#[cfg(test)]
mod tests {
    use super::*;
    use crate::context::{Credentials, Operator};
    use crate::store::{InMemoryBackend, MemoryCache, RemoteError};
    use crate::types::{DiscountType, PaymentMode};
    use chrono::{NaiveDate, TimeZone, Utc};
    use hourglass_rs::{SafeTimeProvider, TimeSource};
    use rust_decimal_macros::dec;

    fn ctx() -> ExecutionContext {
        ExecutionContext::new(
            Operator { id: Uuid::new_v4(), name: "cashier".to_string() },
            Credentials::bearer("token"),
            SafeTimeProvider::new(TimeSource::Test(Utc.with_ymd_and_hms(2024, 5, 10, 11, 0, 0).unwrap())),
        )
    }

    fn desk(backend: InMemoryBackend) -> FeeDesk<InMemoryBackend, MemoryCache> {
        FeeDesk::new(backend, MemoryCache::new(), FeeConfig::default()).unwrap()
    }

    fn input(amount: i64, reference: &str) -> PaymentInput {
        PaymentInput {
            amount: Money::from_major(amount),
            date: NaiveDate::from_ymd_opt(2024, 5, 10).unwrap(),
            mode: PaymentMode::Cash,
            reference: reference.to_string(),
        }
    }

    fn created_record(desk: &mut FeeDesk<InMemoryBackend, MemoryCache>, ctx: &ExecutionContext, amount: i64) -> StudentFeeRecord {
        let resolution = desk
            .resolve_or_create(
                ctx,
                AllocationRequest {
                    student_id: Uuid::new_v4(),
                    course_id: Uuid::new_v4(),
                    batch_id: None,
                    expected_base_amount: Money::from_major(amount),
                    structure_name: None,
                },
                Some(Confirmation::Confirmed),
            )
            .unwrap();
        resolution.record().clone()
    }

    #[test]
    fn test_base_fee_prefers_batch_amount() {
        let ctx = ctx();
        let mut backend = InMemoryBackend::new();
        let course = backend.add_course("Data Science", Some(Money::from_major(25_000)));
        let batch = backend.add_batch(course, "Evening");
        let student = backend.add_student(batch, "R. Iyer");
        let fees = desk(backend);

        assert_eq!(fees.base_fee(&ctx, course, Some(batch)).unwrap(), Money::from_major(25_000));
        assert_eq!(fees.roster(&ctx, batch).unwrap()[0].id, student);

        let mut backend = InMemoryBackend::new();
        let bare = backend.add_course("Workshop", None);
        let fees = desk(backend);
        assert!(matches!(
            fees.base_fee(&ctx, bare, None),
            Err(FeeError::BaseFeeUnavailable { .. })
        ));
    }

    #[test]
    fn test_enroll_twice_yields_one_record() {
        let ctx = ctx();
        let mut desk = desk(InMemoryBackend::new());
        let (batch, student) = (Uuid::new_v4(), Uuid::new_v4());

        let first = desk.enroll_student(&ctx, batch, student).unwrap();
        let second = desk.enroll_student(&ctx, batch, student).unwrap();
        assert_eq!(first, second);
        assert_eq!(desk.enrollments(&ctx, batch).unwrap().len(), 1);

        let other = Uuid::new_v4();
        desk.backend_mut().go_offline(RemoteError::Timeout { millis: 3_000 });
        let first = desk.enroll_student(&ctx, batch, other).unwrap();
        let second = desk.enroll_student(&ctx, batch, other).unwrap();
        assert_eq!(first.origin, Origin::Fallback);
        assert_eq!(first, second);
        assert_eq!(desk.store().pending::<Enrollment>().unwrap(), vec![first.record]);
    }

    #[test]
    fn test_unenroll_offline_writes_tombstone() {
        let ctx = ctx();
        let mut desk = desk(InMemoryBackend::new());
        let (batch, student) = (Uuid::new_v4(), Uuid::new_v4());

        desk.backend_mut().go_offline(RemoteError::Unreachable { message: "vpn".to_string() });
        desk.enroll_student(&ctx, batch, student).unwrap();
        assert_eq!(desk.enrollments(&ctx, batch).unwrap().len(), 1);

        assert_eq!(desk.unenroll_student(&ctx, batch, student).unwrap(), Origin::Fallback);
        assert!(desk.enrollments(&ctx, batch).unwrap().is_empty());
    }

    #[test]
    fn test_payment_over_pending_is_rejected() {
        let ctx = ctx();
        let mut desk = desk(InMemoryBackend::new());
        let record = created_record(&mut desk, &ctx, 25_000);

        let err = desk.record_payment(&ctx, &record, input(30_000, "R-1")).unwrap_err();
        assert!(matches!(err, FeeError::Overpayment { .. }));
        assert!(err.is_validation());
        assert!(desk.payments(&ctx, record.id).unwrap().is_empty());

        let receipt = desk.record_payment(&ctx, &record, input(10_000, "")).unwrap();
        assert!(receipt.payment.is_synced());
        assert!(receipt.payment.record.reference.starts_with("RCPT-"));
        assert_eq!(receipt.pending_after, Money::from_major(15_000));
        assert_eq!(receipt.status_after, AllocationStatus::Partial);
    }

    #[test]
    fn test_duplicate_reference_is_not_cached() {
        let ctx = ctx();
        let mut desk = desk(InMemoryBackend::new());
        let record = created_record(&mut desk, &ctx, 5_000);

        desk.record_payment(&ctx, &record, input(1_000, "R-7")).unwrap();
        let err = desk.record_payment(&ctx, &record, input(1_000, "R-7")).unwrap_err();
        assert!(matches!(err, FeeError::Rejected { status: 409, .. }));
        assert!(desk.store().pending::<PaymentRecord>().unwrap().is_empty());
    }

    #[test]
    fn test_offline_payment_is_counted_until_synced() {
        let ctx = ctx();
        let mut desk = desk(InMemoryBackend::new());
        let record = created_record(&mut desk, &ctx, 5_000);

        desk.backend_mut().fail("record_payment", RemoteError::Timeout { millis: 8_000 });
        let receipt = desk.record_payment(&ctx, &record, input(2_000, "R-OFF")).unwrap();
        assert_eq!(receipt.payment.origin, Origin::Fallback);

        // the cached payment still counts against the pending balance
        let err = desk.record_payment(&ctx, &record, input(3_500, "R-2")).unwrap_err();
        assert!(matches!(err, FeeError::Overpayment { .. }));

        desk.backend_mut().clear_failures();
        let resent = desk.record_payment(&ctx, &record, input(3_000, "R-3")).unwrap();
        assert_eq!(resent.status_after, AllocationStatus::Paid);
    }

    #[test]
    fn test_offline_reference_collision_keeps_first_payment() {
        let ctx = ctx();
        let mut desk = desk(InMemoryBackend::new());
        let record = created_record(&mut desk, &ctx, 10_000);

        desk.backend_mut().fail("record_payment", RemoteError::Timeout { millis: 8_000 });
        desk.record_payment(&ctx, &record, input(3_000, "CASH")).unwrap();
        let err = desk.record_payment(&ctx, &record, input(2_000, "CASH")).unwrap_err();
        assert!(matches!(err, FeeError::Rejected { status: 409, .. }));
        assert!(!err.is_transport());

        let payments = desk.payments(&ctx, record.id).unwrap();
        assert_eq!(payments.len(), 1);
        assert_eq!(payments[0].record.amount, Money::from_major(3_000));
        assert_eq!(desk.balance(&ctx, &record).unwrap().total_paid(), Money::from_major(3_000));
    }

    #[test]
    fn test_payment_needs_a_reachable_ledger() {
        let ctx = ctx();
        let mut desk = desk(InMemoryBackend::new());
        let record = created_record(&mut desk, &ctx, 10_000);
        desk.record_payment(&ctx, &record, input(10_000, "NEFT-1")).unwrap();

        desk.backend_mut().go_offline(RemoteError::Unreachable { message: "dns".to_string() });
        let err = desk.record_payment(&ctx, &record, input(10_000, "NEFT-2")).unwrap_err();
        assert!(err.is_transport());
        assert!(desk.store().pending::<PaymentRecord>().unwrap().is_empty());
        assert!(desk.balance(&ctx, &record).unwrap_err().is_transport());

        // read views still degrade to the fallback cache
        assert!(desk.payments(&ctx, record.id).unwrap().is_empty());
    }

    #[test]
    fn test_statement_prefers_plan_held_by_backend() {
        let ctx = ctx();
        let mut desk = desk(InMemoryBackend::new());
        let record = created_record(&mut desk, &ctx, 9_000);

        let mut draft = desk.draft_schedule(&record, PlanType::Single).unwrap();
        draft.set_due_date(0, NaiveDate::from_ymd_opt(2024, 6, 1).unwrap()).unwrap();
        desk.backend_mut().fail("create_installment_plan", RemoteError::Timeout { millis: 1 });
        let local = desk.save_installment_plan(&ctx, &record, &draft).unwrap();
        assert_eq!(local.origin, Origin::Fallback);
        desk.backend_mut().clear_failures();

        let mut other = desk.draft_schedule(&record, PlanType::Custom(3)).unwrap();
        other.assign_monthly_due_dates(NaiveDate::from_ymd_opt(2024, 6, 1).unwrap()).unwrap();
        let remote = other.finalize(record.student_id, record.id, Money::ONE).unwrap();
        desk.backend_mut()
            .create_installment_plan(&ctx, record.student_id, &remote)
            .unwrap();

        let statement = desk.statement(&ctx, record.student_id, record.id).unwrap();
        let view = statement.plan.as_ref().unwrap();
        assert_eq!(view.origin, Origin::Remote);
        assert_eq!(view.plan_type, Some(PlanType::Custom(3)));
        assert_eq!(view.installments.len(), 3);
        assert_eq!(statement.unsynced_count(), 0);
    }

    #[test]
    fn test_refund_is_remote_only() {
        let ctx = ctx();
        let mut desk = desk(InMemoryBackend::new());
        let record = created_record(&mut desk, &ctx, 5_000);
        let receipt = desk.record_payment(&ctx, &record, input(5_000, "R-1")).unwrap();
        let payment_id = receipt.payment.record.id;

        desk.backend_mut().fail("initiate_refund", RemoteError::Timeout { millis: 1 });
        let err = desk
            .refund(&ctx, &record, payment_id, Money::from_major(500), None)
            .unwrap_err();
        assert!(err.is_transport());
        assert!(desk.store().pending::<PaymentRecord>().unwrap().is_empty());

        desk.backend_mut().clear_failures();
        let outcome = desk
            .refund(&ctx, &record, payment_id, Money::from_major(500), None)
            .unwrap();
        assert_eq!(outcome.paid_after, Money::from_major(4_500));
        assert_eq!(outcome.status_after, AllocationStatus::Partial);

        let reversal = desk.reverse_payment(&ctx, &record, payment_id, None).unwrap();
        assert_eq!(reversal.record.amount, Money::from_major(-4_500));
        assert_eq!(reversal.status_after, AllocationStatus::Pending);
    }

    #[test]
    fn test_parked_allocation_is_merged_and_dropped_on_confirm() {
        let ctx = ctx();
        let mut desk = desk(InMemoryBackend::new());
        let request = AllocationRequest {
            student_id: Uuid::new_v4(),
            course_id: Uuid::new_v4(),
            batch_id: None,
            expected_base_amount: Money::from_major(12_000),
            structure_name: Some("Diploma".to_string()),
        };
        let AllocationPlan::NeedsConfirmation(proposal) =
            desk.plan_allocation(&ctx, request.clone()).unwrap()
        else {
            panic!("expected a proposal");
        };

        desk.backend_mut().fail("create_fee_structure", RemoteError::Timeout { millis: 1 });
        let err = desk
            .confirm_allocation(&ctx, &proposal, Confirmation::Confirmed)
            .unwrap_err();
        assert!(err.is_transport());
        desk.park_allocation(&ctx, &proposal).unwrap();

        let records = desk.fee_records(&ctx, request.student_id).unwrap();
        assert_eq!(records.len(), 1);
        assert_eq!(records[0].origin, Origin::Fallback);

        desk.backend_mut().clear_failures();
        desk.confirm_allocation(&ctx, &proposal, Confirmation::Confirmed).unwrap();
        let records = desk.fee_records(&ctx, request.student_id).unwrap();
        assert_eq!(records.len(), 1);
        assert!(records[0].is_synced());
    }

    #[test]
    fn test_parked_allocation_within_tolerance_is_dropped() {
        let ctx = ctx();
        let mut desk = desk(InMemoryBackend::new());
        let request = AllocationRequest {
            student_id: Uuid::new_v4(),
            course_id: Uuid::new_v4(),
            batch_id: None,
            expected_base_amount: Money::from_major(12_000),
            structure_name: None,
        };
        let AllocationPlan::NeedsConfirmation(parked) =
            desk.plan_allocation(&ctx, request.clone()).unwrap()
        else {
            panic!("expected a proposal");
        };
        desk.park_allocation(&ctx, &parked).unwrap();

        let rounded = AllocationRequest {
            expected_base_amount: Money::from_str_exact("12000.50").unwrap(),
            ..request.clone()
        };
        let AllocationPlan::NeedsConfirmation(proposal) = desk.plan_allocation(&ctx, rounded).unwrap()
        else {
            panic!("expected a proposal");
        };
        desk.confirm_allocation(&ctx, &proposal, Confirmation::Confirmed).unwrap();

        assert!(desk.store().pending::<StudentFeeRecord>().unwrap().is_empty());
        let records = desk.fee_records(&ctx, request.student_id).unwrap();
        assert_eq!(records.len(), 1);
        assert!(records[0].is_synced());
    }

    #[test]
    fn test_discount_management() {
        let ctx = ctx();
        let mut desk = desk(InMemoryBackend::new());
        let student = Uuid::new_v4();
        let rule = NewDiscountRule {
            fee_structure_id: None,
            scope: DiscountScope::Student,
            scope_id: student,
            discount_type: DiscountType::Percentage,
            value: dec!(120),
            admission_fee: Money::ZERO,
        };
        assert!(matches!(
            desk.create_discount(&ctx, rule.clone()),
            Err(FeeError::InvalidDiscount { .. })
        ));

        let created = desk
            .create_discount(&ctx, NewDiscountRule { value: dec!(10), ..rule })
            .unwrap();
        assert_eq!(desk.list_discounts(&ctx, DiscountScope::Student, student).unwrap().len(), 1);

        desk.delete_discount(&ctx, created.id).unwrap();
        assert!(desk.list_discounts(&ctx, DiscountScope::Student, student).unwrap().is_empty());
        assert!(matches!(
            desk.delete_discount(&ctx, created.id),
            Err(FeeError::Rejected { status: 404, .. })
        ));
    }
}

* _Task brief_
Tally the lines of the data that contain the string "Unreachable", and report nothing but the tally.

* _Answer area_
2